Dans les instants presque joyeux, il y a Troy, toujours. Avec ses anecdotes à propos de sa maîtresse ou de ses copains à l'école — où il est retourné très vite avec plaisir, et où ils sont souvent en retard, comme avant. Avec les gâteaux qu'ils confectionnent ensemble quand elle rentre du café, et avec les vieux dessins animés qu'ils visionnent sur l'écran mobile, assis l'un contre l'autre en mangeant de la glace sur le canapé.

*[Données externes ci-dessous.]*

#[cfg(test)]
mod tests {
    use super::*;
    use crate::memory::{InMemoryDurableStore, InMemoryFastCache};
    use crate::traits::DurableStore;
    use serde_json::json;
    use std::time::Duration;
    use telecache_core::{Payload, StoreError, TelemetryRow};

    fn record(device_id: &str, timestamp: i64, temp: f64) -> TelemetryRecord {
        TelemetryRecord::new(
            device_id,
            "sensor",
            timestamp,
            Payload::try_from(json!({"temp": temp})).unwrap(),
        )
    }

    fn setup_with(
        config: CoordinatorConfig,
    ) -> (Arc<InMemoryDurableStore>, Arc<InMemoryFastCache>, RetrievalCoordinator) {
        let store = Arc::new(InMemoryDurableStore::new());
        let cache = Arc::new(InMemoryFastCache::new());
        let coordinator = RetrievalCoordinator::new(store.clone(), cache.clone(), config);
        (store, cache, coordinator)
    }

    fn setup() -> (Arc<InMemoryDurableStore>, Arc<InMemoryFastCache>, RetrievalCoordinator) {
        setup_with(CoordinatorConfig::default())
    }

    #[tokio::test]
    async fn test_hit_skips_durable_store() {
        let (store, cache, coordinator) = setup();
        let envelope = encode_record(&record("d1", 10, 1.5)).unwrap();
        cache.plant("d1", &envelope, Duration::from_secs(60)).unwrap();

        let hit = coordinator.retrieve("d1").await.unwrap();
        assert!(hit.was_cache_hit());
        assert_eq!(hit.envelope, envelope);
        assert_eq!(store.read_calls(), 0);
        assert_eq!(coordinator.stats().snapshot().cache_hits, 1);
    }

    #[tokio::test]
    async fn test_miss_falls_back_and_repopulates() {
        let (store, cache, coordinator) = setup();
        store.seed(record("d1", 10, 1.5).to_row().unwrap()).unwrap();

        let first = coordinator.retrieve("d1").await.unwrap();
        assert_eq!(first.source, ReadPath::Store);
        assert_eq!(cache.peek("d1"), Some(first.envelope.clone()));

        let second = coordinator.retrieve("d1").await.unwrap();
        assert!(second.was_cache_hit());
        assert_eq!(second.envelope, first.envelope);
        assert_eq!(store.read_calls(), 1);

        let snap = coordinator.stats().snapshot();
        assert_eq!(snap.repopulations, 1);
        assert_eq!(snap.store_fallbacks, 1);
    }

    #[tokio::test]
    async fn test_fallback_returns_latest_by_timestamp() {
        let (store, _cache, coordinator) = setup();
        store.seed(record("d1", 300, 3.0).to_row().unwrap()).unwrap();
        store.seed(record("d1", 100, 1.0).to_row().unwrap()).unwrap();

        let got = coordinator.retrieve("d1").await.unwrap();
        assert_eq!(got.record.timestamp, 300);
    }

    #[tokio::test]
    async fn test_unknown_device_is_not_found() {
        let (store, _cache, coordinator) = setup();
        let err = coordinator.retrieve("ghost").await.unwrap_err();
        assert!(matches!(err, RetrievalError::NotFound { ref device_id } if device_id == "ghost"));
        assert_eq!(store.read_calls(), 1);
    }

    #[tokio::test]
    async fn test_blank_device_id_touches_nothing() {
        let (store, cache, coordinator) = setup();
        let err = coordinator.retrieve("").await.unwrap_err();
        assert!(matches!(err, RetrievalError::NotFound { .. }));
        assert_eq!(store.read_calls(), 0);
        assert_eq!(cache.set_calls(), 0);
    }

    #[tokio::test]
    async fn test_corrupt_entry_is_a_miss() {
        let (store, cache, coordinator) = setup();
        store.seed(record("d1", 10, 1.5).to_row().unwrap()).unwrap();
        cache.plant("d1", b"\xffnot an envelope", Duration::from_secs(60)).unwrap();

        let got = coordinator.retrieve("d1").await.unwrap();
        assert_eq!(got.source, ReadPath::Store);
        assert_eq!(got.record, record("d1", 10, 1.5));
        // Overwritten with a good envelope.
        assert_eq!(cache.peek("d1"), Some(got.envelope));
        assert_eq!(coordinator.stats().snapshot().corrupt_entries, 1);
    }

    #[tokio::test]
    async fn test_cache_outage_is_transparent() {
        let (store, cache, coordinator) = setup();
        store.seed(record("d1", 10, 1.5).to_row().unwrap()).unwrap();
        cache.set_unavailable(true);

        let got = coordinator.retrieve("d1").await.unwrap();
        assert_eq!(got.record, record("d1", 10, 1.5));

        let snap = coordinator.stats().snapshot();
        assert_eq!(snap.cache_read_failures, 1);
        assert_eq!(snap.cache_write_failures, 1);
    }

    #[tokio::test]
    async fn test_store_outage_on_miss_is_storage_unavailable() {
        let (store, _cache, coordinator) = setup();
        store.set_unavailable(true);
        let err = coordinator.retrieve("d1").await.unwrap_err();
        assert!(matches!(
            err,
            RetrievalError::StorageUnavailable(StoreError::Unavailable { .. })
        ));
    }

    #[tokio::test]
    async fn test_store_outage_does_not_affect_hits() {
        let (store, cache, coordinator) = setup();
        let envelope = encode_record(&record("d1", 10, 1.5)).unwrap();
        cache.plant("d1", &envelope, Duration::from_secs(60)).unwrap();
        store.set_unavailable(true);

        assert!(coordinator.retrieve("d1").await.unwrap().was_cache_hit());
    }

    #[tokio::test]
    async fn test_undecodable_durable_row_is_decode_error() {
        let (store, cache, coordinator) = setup();
        store
            .seed(TelemetryRow {
                device_id: "d1".to_string(),
                device_type: "sensor".to_string(),
                timestamp: 1,
                payload: b"[1,2,3]".to_vec(),
            })
            .unwrap();

        let err = coordinator.retrieve("d1").await.unwrap_err();
        assert!(matches!(err, RetrievalError::Decode { .. }));
        assert_eq!(cache.set_calls(), 0);
    }

    #[tokio::test(start_paused = true)]
    async fn test_expired_entry_falls_back() {
        let (store, cache, coordinator) =
            setup_with(CoordinatorConfig::new().with_ttl(Duration::from_secs(60)));
        let stale = encode_record(&record("d1", 5, 0.5)).unwrap();
        cache.plant("d1", &stale, Duration::from_secs(60)).unwrap();
        store.seed(record("d1", 10, 1.5).to_row().unwrap()).unwrap();

        assert!(coordinator.retrieve("d1").await.unwrap().was_cache_hit());

        tokio::time::advance(Duration::from_secs(61)).await;
        let got = coordinator.retrieve("d1").await.unwrap();
        assert_eq!(got.source, ReadPath::Store);
        assert_eq!(got.record.timestamp, 10);
    }

    #[tokio::test(start_paused = true)]
    async fn test_slow_store_read_is_retried_once() {
        let (store, _cache, coordinator) = setup_with(
            CoordinatorConfig::new().with_call_timeout(Duration::from_millis(100)),
        );
        store.seed(record("d1", 10, 1.5).to_row().unwrap()).unwrap();
        store.set_latency(Duration::from_secs(5));

        let err = coordinator.retrieve("d1").await.unwrap_err();
        assert!(matches!(
            err,
            RetrievalError::StorageUnavailable(StoreError::Timeout { .. })
        ));
        assert_eq!(store.read_calls(), 2);
    }

    #[tokio::test(start_paused = true)]
    async fn test_slow_cache_degrades_to_store() {
        let (store, cache, coordinator) = setup_with(
            CoordinatorConfig::new().with_call_timeout(Duration::from_millis(100)),
        );
        store.seed(record("d1", 10, 1.5).to_row().unwrap()).unwrap();
        cache.set_latency(Duration::from_secs(5));

        let got = coordinator.retrieve("d1").await.unwrap();
        assert_eq!(got.source, ReadPath::Store);
    }

    /// Reads the latest row immediately but answers only after `delay`.
    struct LaggingLatest {
        inner: InMemoryDurableStore,
        delay: Duration,
    }

    #[async_trait::async_trait]
    impl DurableStore for LaggingLatest {
        async fn append(&self, row: &TelemetryRow) -> Result<(), StoreError> {
            self.inner.append(row).await
        }

        async fn latest(&self, device_id: &str) -> Result<Option<TelemetryRow>, StoreError> {
            let row = self.inner.latest(device_id).await?;
            tokio::time::sleep(self.delay).await;
            Ok(row)
        }

        async fn history(
            &self,
            device_id: &str,
            limit: usize,
        ) -> Result<Vec<TelemetryRow>, StoreError> {
            self.inner.history(device_id, limit).await
        }

        async fn ping(&self) -> Result<(), StoreError> {
            self.inner.ping().await
        }
    }

    #[tokio::test(start_paused = true)]
    async fn test_fallback_keeps_newer_entry_from_concurrent_ingest() {
        let store = Arc::new(LaggingLatest {
            inner: InMemoryDurableStore::new(),
            delay: Duration::from_millis(50),
        });
        store.inner.seed(record("d1", 1, 1.0).to_row().unwrap()).unwrap();
        let cache = Arc::new(InMemoryFastCache::new());
        let (ingest, retrieval) =
            crate::build_coordinators(store.clone(), cache.clone(), CoordinatorConfig::default());

        let newer = record("d1", 2, 2.0);
        let (read, written) = tokio::join!(retrieval.retrieve("d1"), async {
            tokio::time::sleep(Duration::from_millis(10)).await;
            ingest.ingest(newer.clone()).await
        });

        let read = read.unwrap();
        assert_eq!(read.source, ReadPath::Store);
        assert_eq!(read.record.timestamp, 1);
        assert!(written.unwrap().cached);

        let cached = decode_record(&cache.peek("d1").unwrap()).unwrap();
        assert_eq!(cached, newer);
        assert_eq!(cache.set_calls(), 1);
        assert_eq!(retrieval.stats().snapshot().repopulations, 0);
    }

    #[tokio::test]
    async fn test_list_cached_skips_bad_entries_and_sorts() {
        let (_store, cache, coordinator) = setup();
        let ttl = Duration::from_secs(60);
        for id in ["zeta", "alpha", "mid"] {
            cache
                .plant(id, &encode_record(&record(id, 1, 0.0)).unwrap(), ttl)
                .unwrap();
        }
        cache.plant("broken", b"{", ttl).unwrap();

        let listed = coordinator.list_cached().await.unwrap();
        let ids: Vec<&str> = listed.iter().map(|r| r.device_id.as_str()).collect();
        assert_eq!(ids, vec!["alpha", "mid", "zeta"]);
        assert_eq!(coordinator.stats().snapshot().corrupt_entries, 1);
    }

    #[tokio::test]
    async fn test_list_cached_fails_when_keys_unavailable() {
        let (_store, cache, coordinator) = setup();
        cache.set_unavailable(true);
        let err = coordinator.list_cached().await.unwrap_err();
        assert!(matches!(err, ListingError::CacheUnavailable(_)));
    }

    #[tokio::test]
    async fn test_list_cached_empty() {
        let (_store, _cache, coordinator) = setup();
        assert!(coordinator.list_cached().await.unwrap().is_empty());
    }

    #[tokio::test]
    async fn test_history_newest_first_and_clamped() {
        let (store, cache, coordinator) =
            setup_with(CoordinatorConfig::new().with_max_history(3));
        for ts in 1..=5 {
            store.append(&record("d1", ts, ts as f64).to_row().unwrap()).await.unwrap();
        }

        let all = coordinator.history("d1", None).await.unwrap();
        let stamps: Vec<i64> = all.iter().map(|r| r.timestamp).collect();
        assert_eq!(stamps, vec![5, 4, 3]);

        let one = coordinator.history("d1", Some(0)).await.unwrap();
        assert_eq!(one.len(), 1);
        assert_eq!(cache.set_calls(), 0);
    }

    #[tokio::test]
    async fn test_history_unknown_device_is_not_found() {
        let (_store, _cache, coordinator) = setup();
        let err = coordinator.history("ghost", Some(10)).await.unwrap_err();
        assert!(matches!(err, RetrievalError::NotFound { .. }));
    }
}
//! Health Check Endpoints
//!
//! Provides Kubernetes-compatible health check endpoints:
//! - /health/ping - Simple liveness check
//! - /health/ready - Durable store and cache connectivity check
//! - /health/live - Process alive check
//!
//! Readiness is `unhealthy` (503) when the durable store is down and
//! `degraded` (200) when only the cache is down, since reads and writes still
//! succeed without it.

use axum::{extract::State, http::StatusCode, response::IntoResponse, routing::get, Json, Router};
use serde::{Deserialize, Serialize};
use std::sync::Arc;
use std::time::{Duration, Instant};

use telecache_storage::{
    with_cache_deadline, with_store_deadline, SharedDurableStore, SharedFastCache,
};

// ============================================================================
// TYPES
// ============================================================================

/// Health check response
#[derive(Debug, Clone, Serialize, Deserialize)]
#[cfg_attr(feature = "openapi", derive(utoipa::ToSchema))]
pub struct HealthResponse {
    pub status: HealthStatus,
    #[serde(skip_serializing_if = "Option::is_none")]
    pub message: Option<String>,
    #[serde(skip_serializing_if = "Option::is_none")]
    pub details: Option<HealthDetails>,
}

#[derive(Debug, Clone, Copy, PartialEq, Eq, Serialize, Deserialize)]
#[cfg_attr(feature = "openapi", derive(utoipa::ToSchema))]
#[serde(rename_all = "lowercase")]
pub enum HealthStatus {
    Healthy,
    Unhealthy,
    Degraded,
}

#[derive(Debug, Clone, Serialize, Deserialize)]
#[cfg_attr(feature = "openapi", derive(utoipa::ToSchema))]
pub struct HealthDetails {
    pub database: ComponentHealth,
    pub cache: ComponentHealth,
    pub version: String,
    pub uptime_seconds: u64,
}

#[derive(Debug, Clone, Serialize, Deserialize)]
#[cfg_attr(feature = "openapi", derive(utoipa::ToSchema))]
pub struct ComponentHealth {
    pub status: HealthStatus,
    #[serde(skip_serializing_if = "Option::is_none")]
    pub latency_ms: Option<u64>,
    #[serde(skip_serializing_if = "Option::is_none")]
    pub error: Option<String>,
}

impl ComponentHealth {
    fn from_check(result: Result<u64, String>) -> Self {
        match result {
            Ok(latency) => Self {
                status: HealthStatus::Healthy,
                latency_ms: Some(latency),
                error: None,
            },
            Err(e) => Self {
                status: HealthStatus::Unhealthy,
                latency_ms: None,
                error: Some(e),
            },
        }
    }
}

/// Combine component states. The durable store decides availability.
pub fn overall_status(database: HealthStatus, cache: HealthStatus) -> HealthStatus {
    match (database, cache) {
        (HealthStatus::Healthy, HealthStatus::Healthy) => HealthStatus::Healthy,
        (HealthStatus::Healthy, _) => HealthStatus::Degraded,
        _ => HealthStatus::Unhealthy,
    }
}

// ============================================================================
// STATE
// ============================================================================

#[derive(Clone)]
pub struct HealthState {
    pub store: SharedDurableStore,
    pub cache: SharedFastCache,
    pub check_timeout: Duration,
    pub start_time: Instant,
}

impl HealthState {
    pub fn new(store: SharedDurableStore, cache: SharedFastCache, check_timeout: Duration) -> Self {
        Self {
            store,
            cache,
            check_timeout,
            start_time: Instant::now(),
        }
    }
}

// ============================================================================
// HANDLERS
// ============================================================================

/// GET /health/ping - Simple pong response
#[cfg_attr(feature = "openapi", utoipa::path(
    get,
    path = "/health/ping",
    tag = "Health",
    responses(
        (status = 200, description = "Service is responding", body = String),
    ),
))]
pub async fn ping() -> impl IntoResponse {
    (StatusCode::OK, "pong")
}

/// GET /health/live - Process liveness check
#[cfg_attr(feature = "openapi", utoipa::path(
    get,
    path = "/health/live",
    tag = "Health",
    responses(
        (status = 200, description = "Process is alive", body = HealthResponse),
    ),
))]
pub async fn liveness() -> impl IntoResponse {
    let response = HealthResponse {
        status: HealthStatus::Healthy,
        message: Some("Process is alive".to_string()),
        details: None,
    };
    (StatusCode::OK, Json(response))
}

/// GET /health/ready - Readiness check (store and cache connectivity)
#[cfg_attr(feature = "openapi", utoipa::path(
    get,
    path = "/health/ready",
    tag = "Health",
    responses(
        (status = 200, description = "Service is ready, possibly without its cache", body = HealthResponse),
        (status = 503, description = "Durable store is unreachable", body = HealthResponse),
    ),
))]
pub async fn readiness(State(state): State<Arc<HealthState>>) -> impl IntoResponse {
    let database = ComponentHealth::from_check(check_database(&state).await);
    let cache = ComponentHealth::from_check(check_cache(&state).await);

    let status = overall_status(database.status, cache.status);
    if status != HealthStatus::Healthy {
        tracing::warn!(
            database = ?database.status,
            cache = ?cache.status,
            "Readiness check not healthy"
        );
    }

    let response = HealthResponse {
        status,
        message: None,
        details: Some(HealthDetails {
            database,
            cache,
            version: env!("CARGO_PKG_VERSION").to_string(),
            uptime_seconds: state.start_time.elapsed().as_secs(),
        }),
    };

    let status_code = if status == HealthStatus::Unhealthy {
        StatusCode::SERVICE_UNAVAILABLE
    } else {
        StatusCode::OK
    };

    (status_code, Json(response))
}

async fn check_database(state: &HealthState) -> Result<u64, String> {
    let start = Instant::now();
    with_store_deadline("ping", state.check_timeout, state.store.ping())
        .await
        .map(|_| start.elapsed().as_millis() as u64)
        .map_err(|e| format!("Database check failed: {}", e))
}

async fn check_cache(state: &HealthState) -> Result<u64, String> {
    let start = Instant::now();
    with_cache_deadline("ping", state.check_timeout, state.cache.ping())
        .await
        .map(|_| start.elapsed().as_millis() as u64)
        .map_err(|e| format!("Cache check failed: {}", e))
}

// ============================================================================
// ROUTER
// ============================================================================

/// Create health check router.
pub fn create_router(state: Arc<HealthState>) -> Router {
    Router::new()
        .route("/health/ping", get(ping))
        .route("/health/live", get(liveness))
        .route("/health/ready", get(readiness))
        .with_state(state)
}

Il y a surtout ses rondes avec Jamie, qu'elle a reprises rapidement, trois jours après l'au revoir à Ysé.

— Tu es sûre, puce ? a-t-il demandé le premier soir où elle l'a rejoint, un éclat inquiet dans ses yeux.

— Je suis sûre, James, et je t'en prie, ne te mets pas toi aussi à me regarder comme si j'allais me casser en mille morceaux.

— Je n'ai jamais pensé ça, Althea.

— Je sais, a-t-elle affirmé dans un hochement de tête. Voilà pourquoi j'apprécie spécialement ta compagnie en ce moment.

—Ok. Allons sauver le monde ensemble, alors, a-t-il conclu avec un clin d'œil.

Et elle a éclaté de rire — un vrai éclat de rire, qui fait un peu mal dans la poitrine et qui fait monter quelques larmes aux yeux. Elle a eu l'impression d'être vivante pour la première fois depuis la mort d'Ysé.

Mais il y a aussi des moments où elle a le sentiment que le chagrin et la colère ne la quitteront jamais.

Les instants où elle oublie sont terribles.

Oui, parfois, l'après-midi en rentrant du café, elle pense trouver Ysé à la maison, en train d'aider Troy à faire ses devoirs, une tasse de thé à la main.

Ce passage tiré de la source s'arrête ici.